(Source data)
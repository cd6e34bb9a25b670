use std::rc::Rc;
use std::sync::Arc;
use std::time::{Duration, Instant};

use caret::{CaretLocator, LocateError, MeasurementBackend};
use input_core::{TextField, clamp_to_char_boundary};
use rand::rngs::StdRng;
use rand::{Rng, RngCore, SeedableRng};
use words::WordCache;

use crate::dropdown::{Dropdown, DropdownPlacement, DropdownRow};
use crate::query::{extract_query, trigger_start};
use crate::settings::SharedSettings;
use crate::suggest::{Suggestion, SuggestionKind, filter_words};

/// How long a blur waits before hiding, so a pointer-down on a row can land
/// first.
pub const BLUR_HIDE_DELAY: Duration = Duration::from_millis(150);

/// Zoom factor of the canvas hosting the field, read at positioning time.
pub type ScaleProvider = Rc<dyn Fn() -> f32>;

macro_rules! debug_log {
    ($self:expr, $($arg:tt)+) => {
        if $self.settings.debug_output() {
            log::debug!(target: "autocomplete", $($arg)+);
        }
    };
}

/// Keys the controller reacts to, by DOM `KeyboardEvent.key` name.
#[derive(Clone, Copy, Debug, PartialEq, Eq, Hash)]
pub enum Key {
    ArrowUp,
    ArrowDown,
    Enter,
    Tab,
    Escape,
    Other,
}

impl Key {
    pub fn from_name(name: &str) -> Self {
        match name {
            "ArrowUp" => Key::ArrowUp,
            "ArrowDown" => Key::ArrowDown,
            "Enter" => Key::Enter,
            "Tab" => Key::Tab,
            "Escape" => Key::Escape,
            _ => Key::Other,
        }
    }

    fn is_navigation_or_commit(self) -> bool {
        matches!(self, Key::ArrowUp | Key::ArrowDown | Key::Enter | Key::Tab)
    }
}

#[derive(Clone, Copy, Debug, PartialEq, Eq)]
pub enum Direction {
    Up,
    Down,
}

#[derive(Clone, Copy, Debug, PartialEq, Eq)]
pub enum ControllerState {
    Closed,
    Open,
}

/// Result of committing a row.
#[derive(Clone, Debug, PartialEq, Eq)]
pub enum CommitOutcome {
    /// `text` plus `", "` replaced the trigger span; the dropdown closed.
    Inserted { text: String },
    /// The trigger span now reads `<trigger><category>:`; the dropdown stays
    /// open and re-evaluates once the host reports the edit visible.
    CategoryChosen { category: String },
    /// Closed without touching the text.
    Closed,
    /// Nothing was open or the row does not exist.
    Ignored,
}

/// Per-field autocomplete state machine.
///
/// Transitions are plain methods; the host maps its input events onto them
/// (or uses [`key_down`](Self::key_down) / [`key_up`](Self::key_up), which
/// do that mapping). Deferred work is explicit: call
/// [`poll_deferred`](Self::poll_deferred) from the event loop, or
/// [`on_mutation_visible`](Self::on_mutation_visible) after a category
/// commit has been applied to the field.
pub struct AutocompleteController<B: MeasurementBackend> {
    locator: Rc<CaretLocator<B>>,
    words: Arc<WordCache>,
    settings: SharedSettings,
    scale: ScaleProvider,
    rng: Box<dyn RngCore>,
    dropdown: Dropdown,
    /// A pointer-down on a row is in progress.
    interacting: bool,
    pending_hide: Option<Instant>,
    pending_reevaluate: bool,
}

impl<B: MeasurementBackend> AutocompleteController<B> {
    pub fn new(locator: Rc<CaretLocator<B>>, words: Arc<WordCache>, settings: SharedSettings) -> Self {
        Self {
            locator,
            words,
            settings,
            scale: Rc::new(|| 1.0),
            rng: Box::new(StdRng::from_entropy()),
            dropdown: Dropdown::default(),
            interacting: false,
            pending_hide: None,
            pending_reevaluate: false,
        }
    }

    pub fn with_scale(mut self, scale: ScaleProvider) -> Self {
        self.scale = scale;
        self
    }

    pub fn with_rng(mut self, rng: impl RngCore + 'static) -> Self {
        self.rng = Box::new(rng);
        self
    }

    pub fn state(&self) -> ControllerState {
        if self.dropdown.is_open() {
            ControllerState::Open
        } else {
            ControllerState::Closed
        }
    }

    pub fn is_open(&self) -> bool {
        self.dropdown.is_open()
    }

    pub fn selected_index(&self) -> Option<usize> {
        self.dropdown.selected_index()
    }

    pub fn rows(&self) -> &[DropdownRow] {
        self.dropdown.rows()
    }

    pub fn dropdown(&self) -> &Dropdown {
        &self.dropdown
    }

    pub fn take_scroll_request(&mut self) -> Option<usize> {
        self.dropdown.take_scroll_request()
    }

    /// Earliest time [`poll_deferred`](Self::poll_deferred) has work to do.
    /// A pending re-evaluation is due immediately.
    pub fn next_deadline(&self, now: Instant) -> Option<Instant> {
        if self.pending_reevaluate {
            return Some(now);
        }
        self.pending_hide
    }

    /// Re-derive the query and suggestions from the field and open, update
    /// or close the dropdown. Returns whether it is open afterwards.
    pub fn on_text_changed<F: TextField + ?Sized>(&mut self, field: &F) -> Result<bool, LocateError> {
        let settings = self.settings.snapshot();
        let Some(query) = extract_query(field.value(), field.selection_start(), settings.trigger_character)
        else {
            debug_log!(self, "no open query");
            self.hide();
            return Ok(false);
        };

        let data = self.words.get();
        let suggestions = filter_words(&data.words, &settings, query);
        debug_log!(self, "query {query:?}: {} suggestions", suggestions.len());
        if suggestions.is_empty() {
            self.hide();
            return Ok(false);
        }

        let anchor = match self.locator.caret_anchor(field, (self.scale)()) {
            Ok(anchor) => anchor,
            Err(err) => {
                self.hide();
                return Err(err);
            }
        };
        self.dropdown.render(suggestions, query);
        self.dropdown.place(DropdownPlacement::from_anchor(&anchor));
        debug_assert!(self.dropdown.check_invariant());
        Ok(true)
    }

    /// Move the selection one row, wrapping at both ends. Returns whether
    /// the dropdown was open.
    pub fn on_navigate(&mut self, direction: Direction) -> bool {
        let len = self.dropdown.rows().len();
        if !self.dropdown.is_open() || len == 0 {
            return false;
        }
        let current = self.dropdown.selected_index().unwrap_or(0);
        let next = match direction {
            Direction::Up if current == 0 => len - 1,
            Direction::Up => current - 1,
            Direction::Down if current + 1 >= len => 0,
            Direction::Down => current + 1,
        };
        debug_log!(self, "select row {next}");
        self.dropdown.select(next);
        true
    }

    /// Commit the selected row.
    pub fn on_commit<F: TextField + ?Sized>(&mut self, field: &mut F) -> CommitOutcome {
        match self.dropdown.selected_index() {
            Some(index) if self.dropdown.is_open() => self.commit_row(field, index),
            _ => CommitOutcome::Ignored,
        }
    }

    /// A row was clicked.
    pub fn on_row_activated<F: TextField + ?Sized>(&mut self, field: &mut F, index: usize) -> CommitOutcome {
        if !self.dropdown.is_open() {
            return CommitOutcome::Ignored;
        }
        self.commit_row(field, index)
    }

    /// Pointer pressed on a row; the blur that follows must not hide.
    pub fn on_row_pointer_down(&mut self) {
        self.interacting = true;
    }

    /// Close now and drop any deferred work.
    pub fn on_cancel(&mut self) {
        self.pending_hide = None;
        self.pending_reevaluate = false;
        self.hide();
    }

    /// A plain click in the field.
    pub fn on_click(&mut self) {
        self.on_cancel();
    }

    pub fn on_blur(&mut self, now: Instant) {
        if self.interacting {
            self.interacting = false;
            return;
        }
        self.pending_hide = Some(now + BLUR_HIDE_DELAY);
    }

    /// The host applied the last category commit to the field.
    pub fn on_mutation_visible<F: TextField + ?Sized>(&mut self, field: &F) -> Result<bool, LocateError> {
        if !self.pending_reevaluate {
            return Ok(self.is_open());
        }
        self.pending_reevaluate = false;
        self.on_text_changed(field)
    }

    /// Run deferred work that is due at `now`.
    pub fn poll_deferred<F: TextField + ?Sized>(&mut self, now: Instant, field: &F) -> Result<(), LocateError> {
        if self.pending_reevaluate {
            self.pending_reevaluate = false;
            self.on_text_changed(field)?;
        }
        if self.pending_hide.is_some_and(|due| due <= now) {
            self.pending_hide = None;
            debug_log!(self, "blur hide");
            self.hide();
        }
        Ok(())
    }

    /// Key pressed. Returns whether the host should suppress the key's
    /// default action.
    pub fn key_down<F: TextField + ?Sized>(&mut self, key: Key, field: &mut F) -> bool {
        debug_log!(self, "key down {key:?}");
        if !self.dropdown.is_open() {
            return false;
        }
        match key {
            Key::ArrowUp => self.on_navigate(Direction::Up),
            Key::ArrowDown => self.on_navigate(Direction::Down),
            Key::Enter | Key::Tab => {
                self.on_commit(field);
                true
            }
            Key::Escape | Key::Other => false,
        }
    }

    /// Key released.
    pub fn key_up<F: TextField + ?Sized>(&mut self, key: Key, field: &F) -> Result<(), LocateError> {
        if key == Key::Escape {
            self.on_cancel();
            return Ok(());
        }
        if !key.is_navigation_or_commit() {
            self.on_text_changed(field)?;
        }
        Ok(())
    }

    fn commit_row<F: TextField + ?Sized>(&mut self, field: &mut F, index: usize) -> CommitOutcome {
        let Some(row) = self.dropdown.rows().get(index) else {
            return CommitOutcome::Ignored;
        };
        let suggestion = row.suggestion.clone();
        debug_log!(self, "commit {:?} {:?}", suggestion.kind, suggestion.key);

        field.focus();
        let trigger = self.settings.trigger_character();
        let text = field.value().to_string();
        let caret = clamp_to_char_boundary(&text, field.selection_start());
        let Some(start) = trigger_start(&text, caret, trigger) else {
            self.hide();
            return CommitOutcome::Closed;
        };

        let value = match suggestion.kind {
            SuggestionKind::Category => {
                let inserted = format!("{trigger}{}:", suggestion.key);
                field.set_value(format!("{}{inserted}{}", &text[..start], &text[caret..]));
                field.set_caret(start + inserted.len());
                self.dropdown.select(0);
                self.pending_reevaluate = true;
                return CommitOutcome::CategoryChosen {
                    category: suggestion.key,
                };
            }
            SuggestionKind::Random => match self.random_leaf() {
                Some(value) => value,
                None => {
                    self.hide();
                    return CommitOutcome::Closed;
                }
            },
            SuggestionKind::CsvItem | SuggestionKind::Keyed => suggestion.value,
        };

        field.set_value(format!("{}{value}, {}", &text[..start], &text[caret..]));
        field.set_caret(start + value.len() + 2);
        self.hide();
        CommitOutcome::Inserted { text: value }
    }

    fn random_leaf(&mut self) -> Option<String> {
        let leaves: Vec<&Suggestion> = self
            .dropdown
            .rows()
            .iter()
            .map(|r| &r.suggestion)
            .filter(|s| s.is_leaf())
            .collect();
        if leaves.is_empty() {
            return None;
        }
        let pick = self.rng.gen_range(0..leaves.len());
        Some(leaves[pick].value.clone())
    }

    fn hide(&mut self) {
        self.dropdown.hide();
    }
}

...

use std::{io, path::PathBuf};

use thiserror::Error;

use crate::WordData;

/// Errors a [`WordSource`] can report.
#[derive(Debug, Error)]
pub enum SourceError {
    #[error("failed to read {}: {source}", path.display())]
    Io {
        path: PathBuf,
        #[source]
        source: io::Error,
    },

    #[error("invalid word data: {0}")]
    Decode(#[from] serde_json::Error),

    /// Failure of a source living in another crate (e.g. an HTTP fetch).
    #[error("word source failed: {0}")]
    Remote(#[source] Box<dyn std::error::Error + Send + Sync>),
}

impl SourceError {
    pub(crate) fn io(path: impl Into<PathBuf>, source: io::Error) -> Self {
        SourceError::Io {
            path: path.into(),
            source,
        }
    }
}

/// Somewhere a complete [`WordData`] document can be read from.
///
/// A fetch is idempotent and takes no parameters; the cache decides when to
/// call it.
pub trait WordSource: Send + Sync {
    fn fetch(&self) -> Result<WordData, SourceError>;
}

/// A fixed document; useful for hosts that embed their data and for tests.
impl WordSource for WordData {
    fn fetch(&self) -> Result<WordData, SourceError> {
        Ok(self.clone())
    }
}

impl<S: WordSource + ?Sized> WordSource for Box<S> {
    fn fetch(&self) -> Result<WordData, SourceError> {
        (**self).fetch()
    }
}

§ Your objective:
Show all lines in the entries above where the string "SourceError" appears.

§ Answer area:
pub enum SourceError {
impl SourceError {
        SourceError::Io {
    fn fetch(&self) -> Result<WordData, SourceError>;
    fn fetch(&self) -> Result<WordData, SourceError> {
    fn fetch(&self) -> Result<WordData, SourceError> {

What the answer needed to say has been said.